_WHAT YOU NEED TO DO:_ Work through the material below and count the lines holding the word "state"; give that count and nothing more.

Segment Open

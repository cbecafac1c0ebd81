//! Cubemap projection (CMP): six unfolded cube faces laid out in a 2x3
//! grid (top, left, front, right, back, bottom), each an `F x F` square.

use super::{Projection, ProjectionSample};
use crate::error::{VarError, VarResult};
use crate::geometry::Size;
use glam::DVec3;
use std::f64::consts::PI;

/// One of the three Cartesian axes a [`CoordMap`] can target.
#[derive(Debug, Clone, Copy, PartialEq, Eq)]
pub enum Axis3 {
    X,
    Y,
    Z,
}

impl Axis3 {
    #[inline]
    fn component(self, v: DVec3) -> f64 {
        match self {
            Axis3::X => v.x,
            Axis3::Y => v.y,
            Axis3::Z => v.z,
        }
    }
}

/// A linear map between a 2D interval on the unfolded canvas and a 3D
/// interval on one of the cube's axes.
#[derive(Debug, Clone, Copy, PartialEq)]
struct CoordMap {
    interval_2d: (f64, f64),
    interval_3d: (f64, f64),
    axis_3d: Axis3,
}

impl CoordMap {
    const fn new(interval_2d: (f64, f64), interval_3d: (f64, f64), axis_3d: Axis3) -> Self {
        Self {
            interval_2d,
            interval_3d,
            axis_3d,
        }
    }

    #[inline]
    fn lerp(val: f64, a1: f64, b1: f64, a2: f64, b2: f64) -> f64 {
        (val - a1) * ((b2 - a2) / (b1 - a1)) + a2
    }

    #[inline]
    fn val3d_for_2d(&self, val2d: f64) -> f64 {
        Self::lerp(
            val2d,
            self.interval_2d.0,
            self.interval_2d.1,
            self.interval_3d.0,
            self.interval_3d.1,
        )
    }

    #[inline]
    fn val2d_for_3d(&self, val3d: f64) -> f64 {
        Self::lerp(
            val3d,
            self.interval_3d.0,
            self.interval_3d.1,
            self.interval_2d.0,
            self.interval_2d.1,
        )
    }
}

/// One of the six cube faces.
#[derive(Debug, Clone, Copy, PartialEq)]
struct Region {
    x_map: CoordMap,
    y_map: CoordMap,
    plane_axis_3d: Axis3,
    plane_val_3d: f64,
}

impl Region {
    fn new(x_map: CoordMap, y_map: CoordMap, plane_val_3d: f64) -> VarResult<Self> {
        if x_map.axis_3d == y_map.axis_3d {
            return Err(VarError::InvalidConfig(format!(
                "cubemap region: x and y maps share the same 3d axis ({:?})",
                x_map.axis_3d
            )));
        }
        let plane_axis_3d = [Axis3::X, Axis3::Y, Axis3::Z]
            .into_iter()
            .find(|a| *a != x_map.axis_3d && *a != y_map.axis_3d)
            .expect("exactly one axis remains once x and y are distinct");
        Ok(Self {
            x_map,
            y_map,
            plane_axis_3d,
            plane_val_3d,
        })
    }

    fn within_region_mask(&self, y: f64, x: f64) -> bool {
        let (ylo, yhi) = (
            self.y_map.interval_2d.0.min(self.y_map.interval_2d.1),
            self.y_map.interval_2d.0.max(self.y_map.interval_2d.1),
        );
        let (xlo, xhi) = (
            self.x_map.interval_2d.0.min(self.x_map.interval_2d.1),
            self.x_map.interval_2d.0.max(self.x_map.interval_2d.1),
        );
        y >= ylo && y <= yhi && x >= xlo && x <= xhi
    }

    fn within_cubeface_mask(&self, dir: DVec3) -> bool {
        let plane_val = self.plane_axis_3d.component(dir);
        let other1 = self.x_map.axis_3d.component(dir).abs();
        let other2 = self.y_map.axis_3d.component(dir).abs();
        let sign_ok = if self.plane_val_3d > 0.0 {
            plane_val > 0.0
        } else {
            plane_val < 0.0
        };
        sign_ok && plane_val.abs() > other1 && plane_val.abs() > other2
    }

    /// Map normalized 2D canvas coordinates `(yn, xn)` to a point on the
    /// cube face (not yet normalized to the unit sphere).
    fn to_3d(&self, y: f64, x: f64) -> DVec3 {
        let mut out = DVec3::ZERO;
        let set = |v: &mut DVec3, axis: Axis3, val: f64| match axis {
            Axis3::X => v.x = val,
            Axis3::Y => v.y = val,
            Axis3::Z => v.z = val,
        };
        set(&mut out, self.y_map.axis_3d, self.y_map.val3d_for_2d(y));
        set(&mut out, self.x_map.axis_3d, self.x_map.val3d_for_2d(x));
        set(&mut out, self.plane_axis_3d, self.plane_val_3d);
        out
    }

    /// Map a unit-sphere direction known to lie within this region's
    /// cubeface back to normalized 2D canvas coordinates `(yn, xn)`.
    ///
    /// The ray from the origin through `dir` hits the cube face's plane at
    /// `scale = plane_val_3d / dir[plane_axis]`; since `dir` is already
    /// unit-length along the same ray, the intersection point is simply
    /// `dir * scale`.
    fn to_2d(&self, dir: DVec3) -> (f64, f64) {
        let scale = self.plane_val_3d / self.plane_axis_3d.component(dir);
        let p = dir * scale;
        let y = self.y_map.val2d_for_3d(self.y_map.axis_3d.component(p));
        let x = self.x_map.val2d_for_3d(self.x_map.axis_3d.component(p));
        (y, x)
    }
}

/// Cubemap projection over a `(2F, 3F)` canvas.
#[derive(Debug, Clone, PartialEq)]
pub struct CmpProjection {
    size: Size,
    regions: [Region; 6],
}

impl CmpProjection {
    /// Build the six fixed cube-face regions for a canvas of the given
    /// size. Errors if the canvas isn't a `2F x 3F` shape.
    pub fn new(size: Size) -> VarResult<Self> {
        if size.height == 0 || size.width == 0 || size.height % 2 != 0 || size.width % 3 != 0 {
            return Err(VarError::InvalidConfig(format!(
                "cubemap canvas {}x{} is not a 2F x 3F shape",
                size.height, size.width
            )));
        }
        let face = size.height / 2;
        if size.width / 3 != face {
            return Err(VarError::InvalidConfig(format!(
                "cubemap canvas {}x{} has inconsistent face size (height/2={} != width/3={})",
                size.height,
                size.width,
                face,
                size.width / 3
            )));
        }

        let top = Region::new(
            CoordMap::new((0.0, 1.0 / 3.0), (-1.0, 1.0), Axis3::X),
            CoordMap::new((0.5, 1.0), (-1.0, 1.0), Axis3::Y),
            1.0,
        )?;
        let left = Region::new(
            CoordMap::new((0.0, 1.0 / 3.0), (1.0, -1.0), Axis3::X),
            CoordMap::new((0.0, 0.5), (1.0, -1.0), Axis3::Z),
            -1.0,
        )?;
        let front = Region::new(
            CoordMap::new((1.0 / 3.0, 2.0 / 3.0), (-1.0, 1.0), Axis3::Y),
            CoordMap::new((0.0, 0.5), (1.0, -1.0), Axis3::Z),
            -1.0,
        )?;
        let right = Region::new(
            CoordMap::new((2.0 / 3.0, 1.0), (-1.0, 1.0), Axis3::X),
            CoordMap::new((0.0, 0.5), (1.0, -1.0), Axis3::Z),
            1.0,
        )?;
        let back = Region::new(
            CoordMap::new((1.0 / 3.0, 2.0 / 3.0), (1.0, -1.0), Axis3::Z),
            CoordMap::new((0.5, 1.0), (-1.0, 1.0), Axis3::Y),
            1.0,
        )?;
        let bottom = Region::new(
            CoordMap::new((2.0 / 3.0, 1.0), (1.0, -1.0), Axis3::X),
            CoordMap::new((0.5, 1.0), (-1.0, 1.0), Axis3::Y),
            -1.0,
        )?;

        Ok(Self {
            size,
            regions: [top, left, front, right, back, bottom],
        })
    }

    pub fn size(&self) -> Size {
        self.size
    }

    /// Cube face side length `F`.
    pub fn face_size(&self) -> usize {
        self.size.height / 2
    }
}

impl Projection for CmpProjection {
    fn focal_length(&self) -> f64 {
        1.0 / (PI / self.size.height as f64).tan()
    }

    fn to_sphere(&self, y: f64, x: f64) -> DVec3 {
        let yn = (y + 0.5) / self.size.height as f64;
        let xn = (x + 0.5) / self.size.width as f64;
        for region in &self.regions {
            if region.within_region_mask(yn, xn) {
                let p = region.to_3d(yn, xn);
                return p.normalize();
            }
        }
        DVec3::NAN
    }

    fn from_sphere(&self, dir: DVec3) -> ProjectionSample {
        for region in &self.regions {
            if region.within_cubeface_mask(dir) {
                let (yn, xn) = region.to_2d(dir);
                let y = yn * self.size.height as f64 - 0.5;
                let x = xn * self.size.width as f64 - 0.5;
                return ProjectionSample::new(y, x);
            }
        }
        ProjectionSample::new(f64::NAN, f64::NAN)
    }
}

Segment Closed
Segment Open

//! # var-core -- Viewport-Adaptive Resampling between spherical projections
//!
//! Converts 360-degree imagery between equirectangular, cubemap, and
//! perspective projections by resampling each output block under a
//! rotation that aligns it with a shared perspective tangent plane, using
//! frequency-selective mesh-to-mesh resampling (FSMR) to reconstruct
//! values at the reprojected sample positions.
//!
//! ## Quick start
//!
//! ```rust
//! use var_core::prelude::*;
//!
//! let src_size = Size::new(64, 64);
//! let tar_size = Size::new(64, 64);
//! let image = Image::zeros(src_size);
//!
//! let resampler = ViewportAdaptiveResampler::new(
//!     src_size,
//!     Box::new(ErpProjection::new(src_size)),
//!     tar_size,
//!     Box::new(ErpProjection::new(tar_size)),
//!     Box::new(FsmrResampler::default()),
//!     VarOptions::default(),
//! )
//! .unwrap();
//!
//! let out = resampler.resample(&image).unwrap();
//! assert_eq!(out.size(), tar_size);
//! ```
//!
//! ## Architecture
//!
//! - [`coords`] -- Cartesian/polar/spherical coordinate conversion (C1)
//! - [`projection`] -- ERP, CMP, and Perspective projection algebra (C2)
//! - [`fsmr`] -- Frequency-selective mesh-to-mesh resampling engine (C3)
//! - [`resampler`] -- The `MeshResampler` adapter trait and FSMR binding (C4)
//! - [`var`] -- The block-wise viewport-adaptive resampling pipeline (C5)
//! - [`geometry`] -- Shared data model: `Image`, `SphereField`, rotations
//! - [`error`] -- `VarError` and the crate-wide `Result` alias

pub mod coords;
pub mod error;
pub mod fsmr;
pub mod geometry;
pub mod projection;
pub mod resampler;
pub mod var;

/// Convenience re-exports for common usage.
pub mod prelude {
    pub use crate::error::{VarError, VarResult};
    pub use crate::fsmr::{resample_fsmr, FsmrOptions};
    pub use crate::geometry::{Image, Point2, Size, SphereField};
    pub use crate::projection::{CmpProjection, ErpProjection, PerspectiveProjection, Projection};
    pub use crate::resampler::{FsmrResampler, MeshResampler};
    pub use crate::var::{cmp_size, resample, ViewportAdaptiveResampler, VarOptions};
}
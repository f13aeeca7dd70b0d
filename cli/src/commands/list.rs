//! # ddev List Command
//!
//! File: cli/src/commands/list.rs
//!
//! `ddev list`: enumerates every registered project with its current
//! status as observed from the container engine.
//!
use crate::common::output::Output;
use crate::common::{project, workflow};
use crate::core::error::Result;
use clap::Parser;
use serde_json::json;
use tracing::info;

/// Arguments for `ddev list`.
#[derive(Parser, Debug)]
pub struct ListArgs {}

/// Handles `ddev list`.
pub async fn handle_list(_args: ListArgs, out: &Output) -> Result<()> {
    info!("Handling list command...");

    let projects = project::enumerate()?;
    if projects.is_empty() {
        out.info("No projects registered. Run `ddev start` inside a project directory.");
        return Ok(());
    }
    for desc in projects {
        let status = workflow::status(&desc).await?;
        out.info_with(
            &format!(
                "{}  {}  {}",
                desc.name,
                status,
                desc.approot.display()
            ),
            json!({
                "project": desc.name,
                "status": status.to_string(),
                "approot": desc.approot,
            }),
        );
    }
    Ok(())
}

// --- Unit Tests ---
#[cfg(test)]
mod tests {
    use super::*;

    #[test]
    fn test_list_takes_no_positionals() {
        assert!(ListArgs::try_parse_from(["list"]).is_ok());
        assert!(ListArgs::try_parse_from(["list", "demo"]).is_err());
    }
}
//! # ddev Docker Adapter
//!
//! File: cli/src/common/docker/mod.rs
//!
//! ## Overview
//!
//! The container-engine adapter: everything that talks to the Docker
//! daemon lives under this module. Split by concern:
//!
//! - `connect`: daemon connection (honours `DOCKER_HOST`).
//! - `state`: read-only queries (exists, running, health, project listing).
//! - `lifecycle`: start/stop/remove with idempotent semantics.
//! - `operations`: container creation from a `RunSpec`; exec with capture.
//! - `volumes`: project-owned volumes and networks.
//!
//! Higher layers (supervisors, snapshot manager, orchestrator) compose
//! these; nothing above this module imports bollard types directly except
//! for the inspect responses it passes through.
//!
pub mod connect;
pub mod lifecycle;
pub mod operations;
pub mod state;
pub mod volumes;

Segment Closed

_RESULT OF THIS EXERCISE:_ 2